Segment Start: SOURCE INFORMATION
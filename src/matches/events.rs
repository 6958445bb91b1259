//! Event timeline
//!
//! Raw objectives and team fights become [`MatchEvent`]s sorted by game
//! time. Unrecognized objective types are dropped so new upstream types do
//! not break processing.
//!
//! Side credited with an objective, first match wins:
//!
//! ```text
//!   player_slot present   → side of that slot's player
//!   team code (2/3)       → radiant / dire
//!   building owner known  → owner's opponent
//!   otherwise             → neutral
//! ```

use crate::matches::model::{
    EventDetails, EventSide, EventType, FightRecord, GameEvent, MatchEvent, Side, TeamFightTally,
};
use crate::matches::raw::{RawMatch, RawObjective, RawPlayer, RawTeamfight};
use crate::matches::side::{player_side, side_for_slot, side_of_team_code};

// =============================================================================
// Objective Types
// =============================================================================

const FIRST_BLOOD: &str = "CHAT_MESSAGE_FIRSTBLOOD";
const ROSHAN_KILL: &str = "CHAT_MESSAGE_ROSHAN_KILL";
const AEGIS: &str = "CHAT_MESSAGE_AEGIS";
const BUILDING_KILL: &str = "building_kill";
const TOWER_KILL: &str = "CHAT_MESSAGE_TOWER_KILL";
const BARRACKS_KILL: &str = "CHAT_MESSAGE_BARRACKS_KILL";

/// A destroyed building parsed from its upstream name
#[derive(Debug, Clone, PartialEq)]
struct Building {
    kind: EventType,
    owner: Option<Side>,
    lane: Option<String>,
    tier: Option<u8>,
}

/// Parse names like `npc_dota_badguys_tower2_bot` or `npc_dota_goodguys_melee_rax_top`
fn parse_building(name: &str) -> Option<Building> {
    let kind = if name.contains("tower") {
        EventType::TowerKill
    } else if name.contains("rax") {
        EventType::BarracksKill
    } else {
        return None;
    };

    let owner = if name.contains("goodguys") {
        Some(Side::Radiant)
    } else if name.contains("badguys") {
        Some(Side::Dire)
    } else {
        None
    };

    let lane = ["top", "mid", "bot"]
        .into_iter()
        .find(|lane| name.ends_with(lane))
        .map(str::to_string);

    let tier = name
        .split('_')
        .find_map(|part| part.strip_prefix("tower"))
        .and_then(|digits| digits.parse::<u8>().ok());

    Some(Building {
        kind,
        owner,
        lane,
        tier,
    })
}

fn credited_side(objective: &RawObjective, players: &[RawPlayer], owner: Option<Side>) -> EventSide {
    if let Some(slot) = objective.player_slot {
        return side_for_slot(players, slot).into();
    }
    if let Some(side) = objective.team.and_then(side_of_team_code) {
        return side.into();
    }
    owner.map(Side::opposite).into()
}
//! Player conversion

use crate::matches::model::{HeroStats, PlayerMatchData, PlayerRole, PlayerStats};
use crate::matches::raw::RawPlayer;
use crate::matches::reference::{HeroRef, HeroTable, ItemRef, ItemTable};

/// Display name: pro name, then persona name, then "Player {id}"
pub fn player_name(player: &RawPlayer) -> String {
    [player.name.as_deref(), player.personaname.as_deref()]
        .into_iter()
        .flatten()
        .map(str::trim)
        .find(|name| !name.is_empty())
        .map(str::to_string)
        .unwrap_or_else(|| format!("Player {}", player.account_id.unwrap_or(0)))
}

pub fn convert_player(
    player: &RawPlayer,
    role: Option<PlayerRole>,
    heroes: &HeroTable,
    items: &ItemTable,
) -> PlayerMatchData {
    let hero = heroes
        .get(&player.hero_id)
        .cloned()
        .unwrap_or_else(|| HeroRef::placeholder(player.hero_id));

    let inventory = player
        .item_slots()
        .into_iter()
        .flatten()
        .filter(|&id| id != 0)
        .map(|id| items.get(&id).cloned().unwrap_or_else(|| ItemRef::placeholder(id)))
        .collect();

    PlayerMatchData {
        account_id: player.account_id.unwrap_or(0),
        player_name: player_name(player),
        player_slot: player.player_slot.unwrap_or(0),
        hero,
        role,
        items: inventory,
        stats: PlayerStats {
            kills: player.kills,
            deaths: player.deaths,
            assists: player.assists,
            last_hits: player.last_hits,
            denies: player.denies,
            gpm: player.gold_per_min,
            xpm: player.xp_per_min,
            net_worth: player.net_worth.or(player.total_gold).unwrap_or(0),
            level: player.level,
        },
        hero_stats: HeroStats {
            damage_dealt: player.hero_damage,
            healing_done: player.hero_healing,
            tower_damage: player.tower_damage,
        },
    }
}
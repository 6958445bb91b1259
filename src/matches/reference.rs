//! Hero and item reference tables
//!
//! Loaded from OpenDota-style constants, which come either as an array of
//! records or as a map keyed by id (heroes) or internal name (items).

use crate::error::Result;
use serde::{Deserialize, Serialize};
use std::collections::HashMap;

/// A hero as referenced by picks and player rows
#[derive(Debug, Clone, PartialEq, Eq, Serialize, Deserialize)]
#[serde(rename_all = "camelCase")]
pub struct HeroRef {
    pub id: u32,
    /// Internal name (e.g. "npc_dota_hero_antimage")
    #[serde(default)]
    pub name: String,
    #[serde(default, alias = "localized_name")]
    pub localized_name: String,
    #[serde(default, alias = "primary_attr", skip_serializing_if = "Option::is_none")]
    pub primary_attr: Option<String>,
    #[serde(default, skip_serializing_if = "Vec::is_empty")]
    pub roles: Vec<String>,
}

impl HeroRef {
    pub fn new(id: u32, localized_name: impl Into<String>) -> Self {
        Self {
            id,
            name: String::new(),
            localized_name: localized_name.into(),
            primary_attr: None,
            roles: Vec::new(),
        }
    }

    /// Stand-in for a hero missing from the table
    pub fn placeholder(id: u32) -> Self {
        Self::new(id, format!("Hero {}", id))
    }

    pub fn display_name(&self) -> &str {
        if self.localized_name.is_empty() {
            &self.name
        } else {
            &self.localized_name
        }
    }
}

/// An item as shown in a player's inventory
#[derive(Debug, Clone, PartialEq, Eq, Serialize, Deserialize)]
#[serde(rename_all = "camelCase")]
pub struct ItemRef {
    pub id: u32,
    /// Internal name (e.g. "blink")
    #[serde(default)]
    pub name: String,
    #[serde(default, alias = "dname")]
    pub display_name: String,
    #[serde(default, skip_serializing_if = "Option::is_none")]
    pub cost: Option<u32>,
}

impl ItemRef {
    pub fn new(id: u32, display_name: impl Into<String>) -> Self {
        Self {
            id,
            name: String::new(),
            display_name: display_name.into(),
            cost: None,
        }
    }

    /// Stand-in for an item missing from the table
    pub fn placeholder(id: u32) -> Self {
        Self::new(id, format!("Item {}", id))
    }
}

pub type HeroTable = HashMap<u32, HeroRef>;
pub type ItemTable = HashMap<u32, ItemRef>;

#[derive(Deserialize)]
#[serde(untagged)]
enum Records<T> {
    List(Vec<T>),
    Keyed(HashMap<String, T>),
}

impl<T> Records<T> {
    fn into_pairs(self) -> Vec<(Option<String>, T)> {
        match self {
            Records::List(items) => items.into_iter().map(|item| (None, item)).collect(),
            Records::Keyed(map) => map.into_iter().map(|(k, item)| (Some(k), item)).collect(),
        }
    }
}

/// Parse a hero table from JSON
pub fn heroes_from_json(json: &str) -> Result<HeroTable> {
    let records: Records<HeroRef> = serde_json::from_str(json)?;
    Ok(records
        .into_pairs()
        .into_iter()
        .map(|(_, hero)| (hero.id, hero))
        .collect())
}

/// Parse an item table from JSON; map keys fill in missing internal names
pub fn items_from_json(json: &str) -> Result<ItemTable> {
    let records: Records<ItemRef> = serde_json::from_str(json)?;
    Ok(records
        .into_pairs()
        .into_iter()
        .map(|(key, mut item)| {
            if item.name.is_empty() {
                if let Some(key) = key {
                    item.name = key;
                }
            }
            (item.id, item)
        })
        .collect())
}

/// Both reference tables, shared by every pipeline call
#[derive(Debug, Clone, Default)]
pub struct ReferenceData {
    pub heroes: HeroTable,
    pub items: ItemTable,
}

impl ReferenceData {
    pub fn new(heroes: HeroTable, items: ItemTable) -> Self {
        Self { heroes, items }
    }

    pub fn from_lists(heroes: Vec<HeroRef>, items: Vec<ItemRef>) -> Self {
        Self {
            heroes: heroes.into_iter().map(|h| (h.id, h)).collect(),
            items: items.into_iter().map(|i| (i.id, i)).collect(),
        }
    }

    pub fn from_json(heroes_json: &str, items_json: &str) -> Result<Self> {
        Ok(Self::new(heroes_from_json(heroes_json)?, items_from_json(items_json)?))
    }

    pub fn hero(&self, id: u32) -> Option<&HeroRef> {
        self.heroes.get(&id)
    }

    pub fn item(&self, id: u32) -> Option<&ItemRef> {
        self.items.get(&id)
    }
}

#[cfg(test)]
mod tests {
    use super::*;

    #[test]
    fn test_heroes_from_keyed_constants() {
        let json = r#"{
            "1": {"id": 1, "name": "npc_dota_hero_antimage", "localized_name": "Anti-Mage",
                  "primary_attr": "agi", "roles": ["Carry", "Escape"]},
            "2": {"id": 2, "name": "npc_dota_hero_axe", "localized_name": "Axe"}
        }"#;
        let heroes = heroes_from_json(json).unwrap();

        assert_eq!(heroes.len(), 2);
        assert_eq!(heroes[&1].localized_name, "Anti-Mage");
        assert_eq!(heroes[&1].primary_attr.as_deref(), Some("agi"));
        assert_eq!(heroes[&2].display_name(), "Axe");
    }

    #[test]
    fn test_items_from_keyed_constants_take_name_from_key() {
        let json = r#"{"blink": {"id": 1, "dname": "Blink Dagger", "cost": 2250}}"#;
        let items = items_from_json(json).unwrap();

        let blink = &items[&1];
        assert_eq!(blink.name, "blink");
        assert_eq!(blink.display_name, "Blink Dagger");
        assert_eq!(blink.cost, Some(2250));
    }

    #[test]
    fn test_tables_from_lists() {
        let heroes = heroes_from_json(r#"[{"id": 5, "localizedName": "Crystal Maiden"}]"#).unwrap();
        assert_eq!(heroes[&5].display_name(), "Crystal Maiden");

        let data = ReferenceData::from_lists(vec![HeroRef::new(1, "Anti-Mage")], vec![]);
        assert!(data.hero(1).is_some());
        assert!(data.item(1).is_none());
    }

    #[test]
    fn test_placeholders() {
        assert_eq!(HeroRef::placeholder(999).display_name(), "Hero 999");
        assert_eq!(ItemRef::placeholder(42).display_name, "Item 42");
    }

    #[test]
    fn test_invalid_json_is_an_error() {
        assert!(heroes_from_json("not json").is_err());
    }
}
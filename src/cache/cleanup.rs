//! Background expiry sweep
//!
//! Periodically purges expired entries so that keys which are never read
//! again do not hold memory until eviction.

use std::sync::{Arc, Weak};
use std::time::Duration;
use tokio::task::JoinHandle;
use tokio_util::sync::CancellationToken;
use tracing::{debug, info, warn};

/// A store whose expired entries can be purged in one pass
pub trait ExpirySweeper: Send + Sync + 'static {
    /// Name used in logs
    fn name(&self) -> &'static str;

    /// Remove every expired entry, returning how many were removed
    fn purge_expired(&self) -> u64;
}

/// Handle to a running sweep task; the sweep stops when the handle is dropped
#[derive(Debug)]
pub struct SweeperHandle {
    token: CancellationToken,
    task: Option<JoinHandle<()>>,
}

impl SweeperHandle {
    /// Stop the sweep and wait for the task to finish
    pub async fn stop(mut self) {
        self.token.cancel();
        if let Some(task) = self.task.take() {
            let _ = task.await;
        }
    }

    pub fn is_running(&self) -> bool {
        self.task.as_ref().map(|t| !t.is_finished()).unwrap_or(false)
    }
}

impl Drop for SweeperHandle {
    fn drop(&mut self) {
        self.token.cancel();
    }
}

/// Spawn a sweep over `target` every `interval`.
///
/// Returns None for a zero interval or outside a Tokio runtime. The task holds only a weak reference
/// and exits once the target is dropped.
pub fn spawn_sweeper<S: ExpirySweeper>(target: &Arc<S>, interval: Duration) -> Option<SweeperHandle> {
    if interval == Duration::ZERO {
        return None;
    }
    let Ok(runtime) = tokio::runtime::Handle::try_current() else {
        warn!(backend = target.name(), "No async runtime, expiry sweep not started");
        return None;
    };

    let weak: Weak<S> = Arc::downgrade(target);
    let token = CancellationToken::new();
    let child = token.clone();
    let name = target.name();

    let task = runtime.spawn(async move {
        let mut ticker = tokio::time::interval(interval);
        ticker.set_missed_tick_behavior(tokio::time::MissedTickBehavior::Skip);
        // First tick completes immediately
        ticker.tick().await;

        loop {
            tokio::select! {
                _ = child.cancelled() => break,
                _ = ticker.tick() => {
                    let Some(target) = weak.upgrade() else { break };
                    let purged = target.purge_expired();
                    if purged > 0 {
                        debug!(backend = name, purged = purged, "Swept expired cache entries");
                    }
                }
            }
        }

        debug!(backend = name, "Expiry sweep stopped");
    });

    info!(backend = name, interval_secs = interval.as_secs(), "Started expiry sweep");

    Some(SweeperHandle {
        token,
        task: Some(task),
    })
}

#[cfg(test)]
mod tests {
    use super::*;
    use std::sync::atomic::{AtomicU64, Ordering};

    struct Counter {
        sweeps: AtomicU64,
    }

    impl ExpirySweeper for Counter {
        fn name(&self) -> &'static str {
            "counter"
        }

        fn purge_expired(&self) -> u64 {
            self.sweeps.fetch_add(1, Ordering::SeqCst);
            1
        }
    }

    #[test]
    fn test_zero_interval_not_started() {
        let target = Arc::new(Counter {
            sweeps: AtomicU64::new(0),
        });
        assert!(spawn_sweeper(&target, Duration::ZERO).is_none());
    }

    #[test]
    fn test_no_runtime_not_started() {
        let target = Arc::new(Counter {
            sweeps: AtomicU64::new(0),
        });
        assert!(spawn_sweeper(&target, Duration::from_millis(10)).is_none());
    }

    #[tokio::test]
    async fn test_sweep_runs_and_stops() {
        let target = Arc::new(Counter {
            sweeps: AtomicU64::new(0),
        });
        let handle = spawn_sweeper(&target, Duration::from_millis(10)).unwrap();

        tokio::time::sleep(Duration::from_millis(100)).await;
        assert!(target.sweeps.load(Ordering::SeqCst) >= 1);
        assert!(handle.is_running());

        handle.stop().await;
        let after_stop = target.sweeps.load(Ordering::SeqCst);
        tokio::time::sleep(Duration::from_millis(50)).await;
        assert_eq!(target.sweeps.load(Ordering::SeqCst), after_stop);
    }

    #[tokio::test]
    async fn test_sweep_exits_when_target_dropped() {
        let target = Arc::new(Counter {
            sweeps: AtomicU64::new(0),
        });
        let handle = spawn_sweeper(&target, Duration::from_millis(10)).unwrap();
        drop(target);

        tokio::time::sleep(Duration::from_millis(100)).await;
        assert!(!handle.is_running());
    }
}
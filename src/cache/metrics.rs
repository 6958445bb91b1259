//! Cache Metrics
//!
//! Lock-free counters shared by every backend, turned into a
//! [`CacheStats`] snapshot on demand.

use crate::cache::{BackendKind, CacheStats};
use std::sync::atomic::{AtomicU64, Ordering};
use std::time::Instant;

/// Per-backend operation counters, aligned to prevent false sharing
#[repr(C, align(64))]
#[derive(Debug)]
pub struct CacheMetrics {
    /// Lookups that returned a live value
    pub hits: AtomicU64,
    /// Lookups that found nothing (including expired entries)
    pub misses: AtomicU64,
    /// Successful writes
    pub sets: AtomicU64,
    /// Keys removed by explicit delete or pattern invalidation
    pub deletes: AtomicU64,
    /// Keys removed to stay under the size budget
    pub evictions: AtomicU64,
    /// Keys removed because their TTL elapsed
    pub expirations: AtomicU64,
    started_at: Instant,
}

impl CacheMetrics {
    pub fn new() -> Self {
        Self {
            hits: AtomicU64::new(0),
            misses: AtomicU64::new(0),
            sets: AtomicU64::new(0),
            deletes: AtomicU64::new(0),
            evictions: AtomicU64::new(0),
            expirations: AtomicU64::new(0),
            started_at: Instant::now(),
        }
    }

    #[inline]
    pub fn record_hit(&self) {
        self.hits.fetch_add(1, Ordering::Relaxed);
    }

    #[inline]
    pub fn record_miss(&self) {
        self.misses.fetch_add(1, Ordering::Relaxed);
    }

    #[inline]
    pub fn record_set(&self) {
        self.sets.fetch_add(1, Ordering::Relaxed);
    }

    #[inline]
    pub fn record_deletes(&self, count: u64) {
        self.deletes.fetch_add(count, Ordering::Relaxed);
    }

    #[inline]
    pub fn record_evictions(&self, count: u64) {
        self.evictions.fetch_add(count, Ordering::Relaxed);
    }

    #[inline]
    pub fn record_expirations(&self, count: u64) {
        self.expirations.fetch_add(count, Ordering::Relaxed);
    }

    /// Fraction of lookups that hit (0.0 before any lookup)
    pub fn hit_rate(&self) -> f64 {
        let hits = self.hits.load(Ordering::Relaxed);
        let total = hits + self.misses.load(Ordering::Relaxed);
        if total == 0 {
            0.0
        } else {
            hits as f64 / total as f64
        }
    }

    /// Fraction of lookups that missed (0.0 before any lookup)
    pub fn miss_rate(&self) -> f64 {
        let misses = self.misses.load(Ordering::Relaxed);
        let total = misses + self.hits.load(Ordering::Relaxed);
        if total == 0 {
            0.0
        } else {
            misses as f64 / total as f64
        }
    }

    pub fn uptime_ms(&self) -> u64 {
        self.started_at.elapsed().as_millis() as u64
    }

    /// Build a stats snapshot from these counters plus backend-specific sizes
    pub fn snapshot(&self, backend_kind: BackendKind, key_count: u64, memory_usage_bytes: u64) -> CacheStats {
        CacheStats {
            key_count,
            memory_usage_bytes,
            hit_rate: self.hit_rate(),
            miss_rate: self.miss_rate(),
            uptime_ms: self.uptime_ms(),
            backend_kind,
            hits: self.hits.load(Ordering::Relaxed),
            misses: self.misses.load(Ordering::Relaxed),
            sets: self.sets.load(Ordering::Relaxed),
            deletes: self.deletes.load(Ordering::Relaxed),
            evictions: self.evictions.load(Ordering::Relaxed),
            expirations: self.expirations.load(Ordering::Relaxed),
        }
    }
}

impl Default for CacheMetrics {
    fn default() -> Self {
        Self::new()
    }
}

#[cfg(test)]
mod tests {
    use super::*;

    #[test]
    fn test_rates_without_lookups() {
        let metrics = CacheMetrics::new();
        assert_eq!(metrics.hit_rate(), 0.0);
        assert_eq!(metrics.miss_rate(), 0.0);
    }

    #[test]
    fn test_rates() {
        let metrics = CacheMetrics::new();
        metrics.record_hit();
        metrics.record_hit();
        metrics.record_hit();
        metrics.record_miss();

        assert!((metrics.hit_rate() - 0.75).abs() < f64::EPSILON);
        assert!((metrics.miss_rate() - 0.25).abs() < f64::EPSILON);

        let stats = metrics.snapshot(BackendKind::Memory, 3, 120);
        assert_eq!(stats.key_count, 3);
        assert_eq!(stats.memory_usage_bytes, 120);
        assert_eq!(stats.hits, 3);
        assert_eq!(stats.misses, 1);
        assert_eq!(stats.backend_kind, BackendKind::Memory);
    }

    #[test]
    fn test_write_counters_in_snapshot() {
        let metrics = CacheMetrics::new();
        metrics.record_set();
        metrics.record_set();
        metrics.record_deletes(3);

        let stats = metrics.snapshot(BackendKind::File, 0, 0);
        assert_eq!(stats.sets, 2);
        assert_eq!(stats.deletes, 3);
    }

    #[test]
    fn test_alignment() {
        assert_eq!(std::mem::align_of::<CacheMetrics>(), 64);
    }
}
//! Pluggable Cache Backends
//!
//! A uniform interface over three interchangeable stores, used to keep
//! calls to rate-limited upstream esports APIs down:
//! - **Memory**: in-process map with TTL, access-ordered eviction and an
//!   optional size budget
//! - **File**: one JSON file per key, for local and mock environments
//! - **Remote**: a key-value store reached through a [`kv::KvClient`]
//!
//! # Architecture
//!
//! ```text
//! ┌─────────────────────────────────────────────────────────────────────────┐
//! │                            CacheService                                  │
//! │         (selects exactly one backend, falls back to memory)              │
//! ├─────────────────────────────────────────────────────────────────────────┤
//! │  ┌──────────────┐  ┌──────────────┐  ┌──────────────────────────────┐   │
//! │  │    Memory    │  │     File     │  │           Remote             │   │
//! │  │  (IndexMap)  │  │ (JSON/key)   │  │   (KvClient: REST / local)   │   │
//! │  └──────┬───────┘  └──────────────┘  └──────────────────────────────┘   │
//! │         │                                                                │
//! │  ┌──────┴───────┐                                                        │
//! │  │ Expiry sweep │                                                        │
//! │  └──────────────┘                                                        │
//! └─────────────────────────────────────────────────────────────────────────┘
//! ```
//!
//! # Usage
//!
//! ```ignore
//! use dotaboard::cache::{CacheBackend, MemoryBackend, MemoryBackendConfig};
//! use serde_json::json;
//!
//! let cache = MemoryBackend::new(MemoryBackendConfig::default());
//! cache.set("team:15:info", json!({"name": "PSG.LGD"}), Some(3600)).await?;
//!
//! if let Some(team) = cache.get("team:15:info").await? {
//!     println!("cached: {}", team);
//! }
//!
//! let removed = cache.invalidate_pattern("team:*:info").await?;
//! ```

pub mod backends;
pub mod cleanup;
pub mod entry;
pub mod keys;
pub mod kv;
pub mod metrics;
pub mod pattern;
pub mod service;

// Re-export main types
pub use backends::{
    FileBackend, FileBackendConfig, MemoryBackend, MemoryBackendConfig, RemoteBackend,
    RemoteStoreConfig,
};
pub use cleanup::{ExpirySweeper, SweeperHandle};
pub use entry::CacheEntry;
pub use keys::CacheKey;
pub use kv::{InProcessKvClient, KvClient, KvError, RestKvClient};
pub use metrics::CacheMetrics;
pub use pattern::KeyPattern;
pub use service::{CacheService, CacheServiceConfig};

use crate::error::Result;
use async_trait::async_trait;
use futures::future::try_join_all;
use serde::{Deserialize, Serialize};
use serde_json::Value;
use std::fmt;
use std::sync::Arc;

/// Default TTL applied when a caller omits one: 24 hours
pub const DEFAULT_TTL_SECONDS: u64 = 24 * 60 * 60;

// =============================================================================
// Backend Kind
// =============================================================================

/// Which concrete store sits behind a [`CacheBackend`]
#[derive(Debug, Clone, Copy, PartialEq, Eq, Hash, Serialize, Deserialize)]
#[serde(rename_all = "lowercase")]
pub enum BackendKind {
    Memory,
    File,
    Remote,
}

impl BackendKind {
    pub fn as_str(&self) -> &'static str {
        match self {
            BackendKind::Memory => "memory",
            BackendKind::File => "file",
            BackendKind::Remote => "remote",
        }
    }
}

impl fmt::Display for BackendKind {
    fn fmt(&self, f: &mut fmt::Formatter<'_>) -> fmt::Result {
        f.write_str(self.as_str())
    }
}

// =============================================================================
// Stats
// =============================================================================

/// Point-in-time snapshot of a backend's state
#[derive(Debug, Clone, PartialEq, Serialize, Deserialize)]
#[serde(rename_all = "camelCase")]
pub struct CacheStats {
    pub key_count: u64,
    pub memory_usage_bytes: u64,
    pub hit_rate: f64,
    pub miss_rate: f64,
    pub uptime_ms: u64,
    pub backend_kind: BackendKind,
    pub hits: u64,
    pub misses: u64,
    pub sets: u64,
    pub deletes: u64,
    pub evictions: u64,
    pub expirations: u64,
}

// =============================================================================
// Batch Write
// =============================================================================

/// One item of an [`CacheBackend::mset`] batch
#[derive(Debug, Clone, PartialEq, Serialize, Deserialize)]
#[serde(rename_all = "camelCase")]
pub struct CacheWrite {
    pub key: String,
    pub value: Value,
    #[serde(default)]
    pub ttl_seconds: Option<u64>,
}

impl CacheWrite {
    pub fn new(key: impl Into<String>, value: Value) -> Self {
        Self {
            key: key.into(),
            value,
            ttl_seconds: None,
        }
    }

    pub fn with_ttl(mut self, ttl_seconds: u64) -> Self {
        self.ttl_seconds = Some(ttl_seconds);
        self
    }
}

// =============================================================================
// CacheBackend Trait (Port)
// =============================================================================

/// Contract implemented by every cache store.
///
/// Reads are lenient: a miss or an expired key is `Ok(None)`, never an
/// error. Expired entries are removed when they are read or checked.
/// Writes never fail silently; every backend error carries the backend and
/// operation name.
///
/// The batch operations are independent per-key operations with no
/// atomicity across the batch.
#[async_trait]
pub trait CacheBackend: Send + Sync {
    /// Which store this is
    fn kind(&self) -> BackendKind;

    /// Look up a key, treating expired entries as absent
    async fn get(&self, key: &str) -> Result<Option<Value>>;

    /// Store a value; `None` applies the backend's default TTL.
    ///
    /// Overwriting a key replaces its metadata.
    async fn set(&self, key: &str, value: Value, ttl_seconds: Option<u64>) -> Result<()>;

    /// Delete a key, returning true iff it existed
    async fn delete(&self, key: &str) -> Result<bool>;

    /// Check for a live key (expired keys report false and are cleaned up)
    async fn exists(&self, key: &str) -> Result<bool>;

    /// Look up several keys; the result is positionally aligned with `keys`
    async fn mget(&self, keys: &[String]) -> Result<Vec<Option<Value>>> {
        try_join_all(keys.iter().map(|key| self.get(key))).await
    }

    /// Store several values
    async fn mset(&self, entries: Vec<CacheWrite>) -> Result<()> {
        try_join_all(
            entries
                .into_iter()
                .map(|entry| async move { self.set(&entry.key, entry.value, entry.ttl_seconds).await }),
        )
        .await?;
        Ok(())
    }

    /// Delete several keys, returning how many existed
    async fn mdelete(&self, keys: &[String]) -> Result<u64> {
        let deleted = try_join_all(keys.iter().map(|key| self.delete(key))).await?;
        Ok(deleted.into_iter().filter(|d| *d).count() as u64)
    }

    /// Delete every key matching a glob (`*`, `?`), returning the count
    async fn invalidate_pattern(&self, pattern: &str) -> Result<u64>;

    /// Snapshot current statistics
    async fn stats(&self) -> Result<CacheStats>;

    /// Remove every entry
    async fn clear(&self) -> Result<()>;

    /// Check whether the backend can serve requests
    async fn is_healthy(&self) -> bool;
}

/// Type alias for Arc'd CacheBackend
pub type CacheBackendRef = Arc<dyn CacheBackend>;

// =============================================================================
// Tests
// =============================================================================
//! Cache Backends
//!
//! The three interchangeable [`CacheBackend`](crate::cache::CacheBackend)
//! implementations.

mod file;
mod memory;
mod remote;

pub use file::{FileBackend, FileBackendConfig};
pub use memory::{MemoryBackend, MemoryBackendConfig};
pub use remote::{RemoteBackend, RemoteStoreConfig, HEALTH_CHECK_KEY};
Segment End: SOURCE INFORMATION
WHAT THE TASK ASKS » Among the lines above, which ones include the word "entries"? Copy them.

RESULT OF THIS EXERCISE »
//! Periodically purges expired entries so that keys which are never read
/// A store whose expired entries can be purged in one pass
                        debug!(backend = name, purged = purged, "Swept expired cache entries");
    /// Lookups that found nothing (including expired entries)
/// error. Expired entries are removed when they are read or checked.
    /// Look up a key, treating expired entries as absent
    async fn mset(&self, entries: Vec<CacheWrite>) -> Result<()> {
            entries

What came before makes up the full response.